Medical Apartheid: The Dark History of Medical Experimentation on Black Americans from Colonial Times to the Present is a 2007 book by Harriet A. Washington. It is a history of medical experimentation on African Americans. From the era of slavery to the present day, this book presents the first detailed account of black Americans' abuse as unwitting subjects of medical experimentation.

Synopsis
Medical Apartheid traces the complex history of medical experimentation on Black Americans in the United States since the middle of the eighteenth century. Harriet Washington argues that "diverse forms of racial discrimination have shaped both the relationship between white physicians and black patients and the attitude of the latter towards modern medicine in general".
  
The book is divided into three parts: the first is about the cultural memory of medical experimentation; the second examines recent cases of medical abuse and research; while the last addresses the complex relationship between racism and medicine. Some topics discussed are well-known, such as the Tuskegee syphilis experiment (193272), in which African Americans with the disease were intentionally denied treatment (without being told) in order to allow the progression of the disease so it could be observed in all stages, but other episodes are less well known to the general public. The book also mentions cases of medical experimentation in Africa and their links to African-American cases.

Topics covered

James Marion Sims 
James Marion Sims, born in Hanging Rock, South Carolina, was widely considered to be the "father of gynecology". Washington uses her book to expose Sims by detailing the misdiagnosis of the medical conditions which his patients suffered from during his medical training and the mistreatment of black slave women that led to his medical breakthrough.

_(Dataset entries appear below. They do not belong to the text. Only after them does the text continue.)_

//! Scan orchestration: one driver task per session, the only writer to it

use super::session::{ProgressStream, SessionHandle, SessionShared};
use super::state::ScanEvent;
use crate::config::ScanConfig;
use crate::error::{ScanError, ScanResult};
use crate::github::{ContentFetcher, FetchedContent, MAX_INLINE_CONTENT_BYTES, RepoApi, RepositoryRef};
use crate::parallel::{Flow, Pacer, Scheduler};
use crate::rules::RuleSet;
use crate::scanner::{FileScanResult, IssueSnapshot, LineMatcher, MatchLimits};
use crate::tree::{
    BranchPolicy, CandidateFile, ResolvedTree, build_tree, collect_candidates, fetch_repository_tree,
    format_size,
};
use std::sync::{Arc, Mutex, PoisonError};

/// Owns scan sessions and is the only writer to them
///
/// At most one session is active per orchestrator. Starting a scan while one
/// is fetching its tree or scanning returns the active session's handle.
pub struct ScanOrchestrator {
    api: Arc<dyn RepoApi>,
    rules: Arc<RuleSet>,
    branch_policy: BranchPolicy,
    active: Mutex<Option<SessionHandle>>,
}

impl ScanOrchestrator {
    pub fn new(api: Arc<dyn RepoApi>, rules: Arc<RuleSet>) -> Self {
        Self {
            api,
            rules,
            branch_policy: BranchPolicy::default(),
            active: Mutex::new(None),
        }
    }

    pub fn with_branch_policy(mut self, policy: BranchPolicy) -> Self {
        self.branch_policy = policy;
        self
    }

    pub fn rules(&self) -> &RuleSet {
        &self.rules
    }

    /// Start a fresh session and drive it on the current tokio runtime
    ///
    /// Must be called from within a runtime. A no-op returning the active
    /// handle while another session is still running.
    pub fn start_scan(&self, repository: RepositoryRef, config: &ScanConfig) -> SessionHandle {
        let mut active = self.active.lock().unwrap_or_else(PoisonError::into_inner);
        if let Some(handle) = active.as_ref() {
            if handle.status().is_active() {
                tracing::debug!(
                    "Scan {} still running; ignoring start for {}",
                    handle.id(),
                    repository.full_name()
                );
                return handle.clone();
            }
        }

        let shared = SessionShared::new(repository);
        shared.transition(Some(ScanEvent::Start), |_| {});
        let handle = SessionHandle {
            shared: shared.clone(),
        };
        *active = Some(handle.clone());

        let driver = ScanDriver {
            api: self.api.clone(),
            rules: self.rules.clone(),
            config: config.clone(),
            branch_policy: self.branch_policy.clone(),
            shared,
        };
        tokio::spawn(driver.run());

        handle
    }

    /// Handle of the most recent session, if any
    pub fn current_session(&self) -> Option<SessionHandle> {
        self.active
            .lock()
            .unwrap_or_else(PoisonError::into_inner)
            .clone()
    }

    /// Coalescing progress stream; see [`SessionHandle::subscribe_progress`]
    pub fn subscribe_progress(&self, handle: &SessionHandle) -> ProgressStream {
        handle.subscribe_progress()
    }

    /// Issue snapshot; reading never mutates the session
    pub fn get_issue_index(&self, handle: &SessionHandle) -> IssueSnapshot {
        handle.issue_index()
    }

    pub fn cancel_scan(&self, handle: &SessionHandle) {
        handle.cancel();
    }
}

/// Background task that takes one session from `FetchingTree` to a terminal state
struct ScanDriver {
    api: Arc<dyn RepoApi>,
    rules: Arc<RuleSet>,
    config: ScanConfig,
    branch_policy: BranchPolicy,
    shared: Arc<SessionShared>,
}

impl ScanDriver {
    async fn run(self) {
        let repository = self.shared.read().repository.clone();
        let cancel = self.shared.cancel_token().clone();
        tracing::info!("Fetching tree for {}", repository.full_name());

        let resolved = tokio::select! {
            resolved = self.fetch_tree(&repository) => resolved,
            _ = cancel.cancelled() => return,
        };
        let resolved = match resolved {
            Ok(resolved) => resolved,
            Err(err) => {
                tracing::error!("Scan of {} failed: {}", repository.full_name(), err);
                self.shared.fail(err);
                return;
            }
        };

        let Some(candidates) = self.publish_tree(&repository, &resolved) else {
            return;
        };
        if candidates.is_empty() {
            tracing::info!("No candidate files in {}", repository.full_name());
            return;
        }

        self.scan_candidates(repository, resolved.branch, candidates).await;
    }

    async fn fetch_tree(&self, repository: &RepositoryRef) -> ScanResult<ResolvedTree> {
        let retry = self.config.retry_policy();
        fetch_repository_tree(self.api.as_ref(), repository, &self.branch_policy, &retry).await
    }

    /// Build the tree, pick candidates and move to `Scanning`
    ///
    /// `None` when the session ended meanwhile.
    fn publish_tree(&self, repository: &RepositoryRef, resolved: &ResolvedTree) -> Option<Vec<CandidateFile>> {
        let tree = build_tree(&resolved.listing.tree);
        let mut candidates = collect_candidates(&tree, &self.config.candidate_filter());

        if resolved.listing.truncated {
            self.shared.warn(format!(
                "Tree listing for {} was truncated by the remote; some files were not scanned",
                repository.full_name()
            ));
        }
        if candidates.len() > self.config.max_files_per_scan {
            self.shared.warn(format!(
                "{} candidate files found; scanning the first {}",
                candidates.len(),
                self.config.max_files_per_scan
            ));
            candidates.truncate(self.config.max_files_per_scan);
        }

        let files_total = candidates.len();
        let branch = resolved.branch.clone();
        let published = self
            .shared
            .transition(Some(ScanEvent::TreeResolved { files_total }), |session| {
                session.branch = Some(branch);
                session.tree = tree;
            });
        tracing::info!(
            "Tree for {}@{} resolved: {} candidate files",
            repository.full_name(),
            resolved.branch,
            files_total
        );
        published.then_some(candidates)
    }

    async fn scan_candidates(&self, repository: RepositoryRef, branch: String, candidates: Vec<CandidateFile>) {
        let (oversized, fetchable): (Vec<_>, Vec<_>) = candidates
            .into_iter()
            .partition(|candidate| candidate.size.is_some_and(|size| size > MAX_INLINE_CONTENT_BYTES));

        for candidate in oversized {
            tracing::debug!("Skipping {}: too large to inline", candidate.path);
            self.shared.record_file(FileScanResult::unreadable(
                candidate.path,
                format!("larger than {}", format_size(MAX_INLINE_CONTENT_BYTES)),
            ));
        }

        let paths: Vec<String> = fetchable.iter().map(|c| c.path.clone()).collect();
        let pacer = Arc::new(Pacer::new());
        let cancel = self.shared.cancel_token().clone();
        let scheduler = Scheduler::new(self.config.scheduler_config(), pacer.clone(), cancel);
        let task = FileTask {
            fetcher: ContentFetcher::new(self.api.clone(), pacer, self.config.retry_policy()),
            rules: self.rules.clone(),
            limits: self.config.match_limits(),
            repository: Arc::new(repository),
            branch: Arc::from(branch),
        };

        let shared = &self.shared;
        let summary = scheduler
            .run(
                fetchable,
                |candidate| {
                    let task = task.clone();
                    async move { task.scan(candidate).await }
                },
                |outcome: ScanResult<FileScanResult>| match outcome {
                    Ok(result) => {
                        if shared.record_file(result) {
                            Flow::Continue
                        } else {
                            Flow::Halt
                        }
                    }
                    Err(err) => {
                        tracing::error!("Aborting scan: {}", err);
                        shared.fail(err);
                        Flow::Halt
                    }
                },
            )
            .await;

        if summary.halted || summary.cancelled {
            return;
        }

        // A worker that died without a result must not stall completion
        let missing: Vec<String> = {
            let session = shared.read();
            paths.into_iter().filter(|path| !session.index.contains(path)).collect()
        };
        for path in missing {
            tracing::warn!("No result for {}; recording as failed", path);
            shared.record_file(FileScanResult::fetch_failed(path, "scan task aborted"));
        }

        let progress = shared.read().progress();
        tracing::info!(
            "Scan finished with status {} ({}/{} files)",
            progress.status,
            progress.files_scanned,
            progress.files_total
        );
    }
}

/// Everything one file needs, cloned into each task
#[derive(Clone)]
struct FileTask {
    fetcher: ContentFetcher,
    rules: Arc<RuleSet>,
    limits: MatchLimits,
    repository: Arc<RepositoryRef>,
    branch: Arc<str>,
}

impl FileTask {
    /// Fetch and match one file
    ///
    /// Only session-fatal errors are returned as `Err`; per-file failures
    /// become a flagged result.
    async fn scan(&self, candidate: CandidateFile) -> ScanResult<FileScanResult> {
        let path = candidate.path;
        match self.fetcher.fetch(&self.repository, &self.branch, &path).await {
            Ok(FetchedContent::Text(text)) => {
                let result = LineMatcher::new(&self.rules, self.limits).scan_file(&path, &text);
                tracing::debug!("Scanned {} ({} issues)", path, result.issues.len());
                Ok(result)
            }
            Ok(FetchedContent::Unreadable(reason)) => {
                tracing::debug!("Skipping {}: {}", path, reason);
                Ok(FileScanResult::unreadable(path, reason.to_string()))
            }
            Err(err) if err.is_fatal() => Err(err),
            Err(err) => {
                tracing::warn!("{}", err);
                let reason = match err {
                    ScanError::FetchFailed { reason, .. } => reason,
                    other => other.to_string(),
                };
                Ok(FileScanResult::fetch_failed(path, reason))
            }
        }
    }
}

In the beginning of its excerpt on Sims, the book details how he would blame the wrong parties for diseases and infections, such as neonatal tetanus. Neonatal tetanus is a bacterial disease which is caused by animal manure and it grows in wounds such as umbilical stumps. Instead of blaming the slave owners for not providing proper and clean living areas for these slaves to live in, Sims blamed slave women's supposed laziness as the cause of their diseases.

Washington also mentioned the exploitation of black slave bodies when she talked about the mistreatment of black infants during the 1800s. Sims used their bodies for tetany experiments. Sims determined through his research that the cause of tetany in the babies was a result of the movement of skull bones during birth. In order to test his theory, he took a black baby and, using a shoemaker's tools, opened the baby's brain based on his belief that black babies' skulls grew faster than the skulls of white babies, preventing their brains from growing or developing. Most of the babies died and he blamed their deaths on their supposed lack of intelligence.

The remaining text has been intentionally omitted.